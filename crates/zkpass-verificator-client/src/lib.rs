//! Client for the verificator service: request passport-proof
//! verification links, poll verification status, and fetch verified
//! proofs.
//!
//! Two levels of API:
//!
//! - [`VerificatorClient`] exposes the raw REST operations.
//! - [`VerificationSession`] drives a full verification attempt: it
//!   requests the link, polls status in the background, and delivers
//!   [`SessionEvent`]s until the attempt succeeds or fails.
//!
//! Proof parameters for advanced verification come from
//! [`zkpass_core::ProofParamsBuilder`].

#![deny(missing_docs)]

pub mod config;
pub mod error;
pub mod session;
pub mod types;
pub mod verification;

pub use config::{ConfigError, VerificatorConfig};
pub use error::VerificatorError;
pub use session::{SessionConfig, SessionError, SessionEvent, VerificationSession};
pub use types::{
    BasicVerificationOpts, Groth16Proof, VerificationOptions, VerificationStatus, ZkProof,
};
pub use verification::VerificatorClient;
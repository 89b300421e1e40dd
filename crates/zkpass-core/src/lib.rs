#![deny(missing_docs)]

//! # zkpass-core — Proof-Parameter Encoding
//!
//! Leaf crate of the ZK passport verification SDK: turns high-level
//! verification criteria into the bit-packed, field-constrained parameter
//! set a query circuit and the verificator service consume. No I/O — the
//! network layer lives in `zkpass-verificator-client`.
//!
//! ## Design Principles
//!
//! 1. **Newtype wrappers for domain primitives.** [`Selector`],
//!    [`CitizenshipCode`], [`PassportDate`] validate at construction time;
//!    an invalid value cannot exist past the type boundary.
//!
//! 2. **One completeness gate.** [`ProofParamsBuilder`] validates each
//!    attribute group independently and is consumed by `build()`, which
//!    checks required fields. A [`ProofParams`] value is never partially
//!    validated.
//!
//! 3. **[`ParamsError`] hierarchy.** Structured errors with `thiserror` —
//!    no `Box<dyn Error>`, no `.unwrap()` outside tests.

pub mod date;
pub mod error;
pub mod params;
pub mod passport;
pub mod selector;

// Re-export primary types at crate root for ergonomic imports.
pub use date::PassportDate;
pub use error::ParamsError;
pub use params::{ProofParams, ProofParamsBuilder, MAX_EVENT_ID_BITS};
pub use passport::{CitizenshipCode, Sex};
pub use selector::{Selector, SelectorBit};
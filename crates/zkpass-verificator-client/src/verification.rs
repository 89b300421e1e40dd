//! Typed client for the verificator service.
//!
//! Two logical REST operations: request a verification link, and fetch
//! status/proof for a request. Both are idempotent-safe for the caller to
//! retry — the client itself never retries.
//!
//! | Method | Path (relative to base) | Operation |
//! |--------|------------------------|-----------|
//! | POST   | `/private/verification-link` | Basic verification link |
//! | POST   | `/v2/private/verification-link` | Advanced verification link |
//! | GET    | `/private/verification-status/{id}` | Verification status |
//! | GET    | `/private/proof/{id}` | Verified proof (404 → absent) |

use std::time::Duration;

use url::Url;

use crate::config::VerificatorConfig;
use crate::error::VerificatorError;
use crate::types::{
    AdvancedLinkAttributes, ApiRequest, ApiRequestData, ApiResponse, BasicLinkAttributes,
    LinkAttributes, ProofAttributes, StatusAttributes, VerificationOptions, VerificationStatus,
    ZkProof,
};

/// Service context path for all verificator endpoints.
const API_PREFIX: &str = "integrations/verificator-svc";

/// Client for the verificator service.
#[derive(Debug, Clone)]
pub struct VerificatorClient {
    http: reqwest::Client,
    api_url: Url,
    app_url: Url,
}

impl VerificatorClient {
    /// Create a new client from configuration.
    pub fn new(config: VerificatorConfig) -> Result<Self, VerificatorError> {
        let http = reqwest::Client::builder()
            .timeout(Duration::from_secs(config.timeout_secs))
            .build()
            .map_err(|e| VerificatorError::Http {
                endpoint: "client_init".into(),
                source: e,
            })?;

        Ok(Self {
            http,
            api_url: config.api_url,
            app_url: config.app_url,
        })
    }

    /// Request a verification link for `id` (the caller's own stable
    /// identifier for this request, e.g. a user or account ID).
    ///
    /// Routes basic options to the v1 endpoint and full proof parameters
    /// to the v2 endpoint, then wraps the returned proof-params URL into
    /// a deep link the wallet app understands:
    /// `{app_url}?type=proof-request&proof_params_url=<url>`.
    pub async fn request_verification_link(
        &self,
        id: &str,
        options: &VerificationOptions,
    ) -> Result<Url, VerificatorError> {
        let proof_params_url = match options {
            VerificationOptions::Basic(opts) => {
                let endpoint = "POST /private/verification-link";
                let url = format!("{}{}/private/verification-link", self.api_url, API_PREFIX);
                let body = ApiRequest {
                    data: ApiRequestData {
                        id: id.to_string(),
                        kind: "user",
                        attributes: BasicLinkAttributes::from(opts),
                    },
                };
                self.post_link(endpoint, &url, &body).await?
            }
            VerificationOptions::Advanced(params) => {
                let endpoint = "POST /v2/private/verification-link";
                let url = format!("{}{}/v2/private/verification-link", self.api_url, API_PREFIX);
                let body = ApiRequest {
                    data: ApiRequestData {
                        id: id.to_string(),
                        kind: "advanced_verification",
                        attributes: AdvancedLinkAttributes::from(params),
                    },
                };
                self.post_link(endpoint, &url, &body).await?
            }
        };

        let mut link = self.app_url.clone();
        link.query_pairs_mut()
            .append_pair("type", "proof-request")
            .append_pair("proof_params_url", &proof_params_url);

        tracing::debug!(request_id = id, %link, "verification link obtained");
        Ok(link)
    }

    async fn post_link<B: serde::Serialize>(
        &self,
        endpoint: &str,
        url: &str,
        body: &B,
    ) -> Result<String, VerificatorError> {
        let resp = self
            .http
            .post(url)
            .json(body)
            .send()
            .await
            .map_err(|e| VerificatorError::Http {
                endpoint: endpoint.into(),
                source: e,
            })?;

        if !resp.status().is_success() {
            let status = resp.status().as_u16();
            let body = resp.text().await.unwrap_or_default();
            return Err(VerificatorError::Api {
                endpoint: endpoint.into(),
                status,
                body,
            });
        }

        let decoded: ApiResponse<LinkAttributes> =
            resp.json().await.map_err(|e| VerificatorError::Deserialization {
                endpoint: endpoint.into(),
                source: e,
            })?;

        Ok(decoded.data.attributes.get_proof_params)
    }

    /// Get the verification status for `id`.
    pub async fn verification_status(
        &self,
        id: &str,
    ) -> Result<VerificationStatus, VerificatorError> {
        let endpoint = format!("GET /verification-status/{id}");
        let url = format!(
            "{}{}/private/verification-status/{id}",
            self.api_url, API_PREFIX
        );

        let resp = self
            .http
            .get(&url)
            .send()
            .await
            .map_err(|e| VerificatorError::Http {
                endpoint: endpoint.clone(),
                source: e,
            })?;

        if !resp.status().is_success() {
            let status = resp.status().as_u16();
            let body = resp.text().await.unwrap_or_default();
            return Err(VerificatorError::Api {
                endpoint,
                status,
                body,
            });
        }

        let decoded: ApiResponse<StatusAttributes> =
            resp.json().await.map_err(|e| VerificatorError::Deserialization {
                endpoint: endpoint.clone(),
                source: e,
            })?;

        tracing::debug!(request_id = id, status = %decoded.data.attributes.status, "status fetched");
        Ok(decoded.data.attributes.status)
    }

    /// Get the verified proof for `id`.
    ///
    /// A 404 from the service means the proof is not (yet) available and
    /// maps to `Ok(None)` — distinguishing "not yet available" from
    /// "request failed".
    pub async fn verified_proof(&self, id: &str) -> Result<Option<ZkProof>, VerificatorError> {
        let endpoint = format!("GET /proof/{id}");
        let url = format!("{}{}/private/proof/{id}", self.api_url, API_PREFIX);

        let resp = self
            .http
            .get(&url)
            .send()
            .await
            .map_err(|e| VerificatorError::Http {
                endpoint: endpoint.clone(),
                source: e,
            })?;

        if resp.status() == reqwest::StatusCode::NOT_FOUND {
            return Ok(None);
        }

        if !resp.status().is_success() {
            let status = resp.status().as_u16();
            let body = resp.text().await.unwrap_or_default();
            return Err(VerificatorError::Api {
                endpoint,
                status,
                body,
            });
        }

        let decoded: ApiResponse<ProofAttributes> =
            resp.json().await.map_err(|e| VerificatorError::Deserialization {
                endpoint,
                source: e,
            })?;

        Ok(Some(decoded.data.attributes.proof))
    }
}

# # # #

TASK TO COMPLETE => All lines in the entries above that include "VerificationSession" should be found and copied.

OUTPUT =>
//! - [`VerificationSession`] drives a full verification attempt: it
pub use session::{SessionConfig, SessionError, SessionEvent, VerificationSession};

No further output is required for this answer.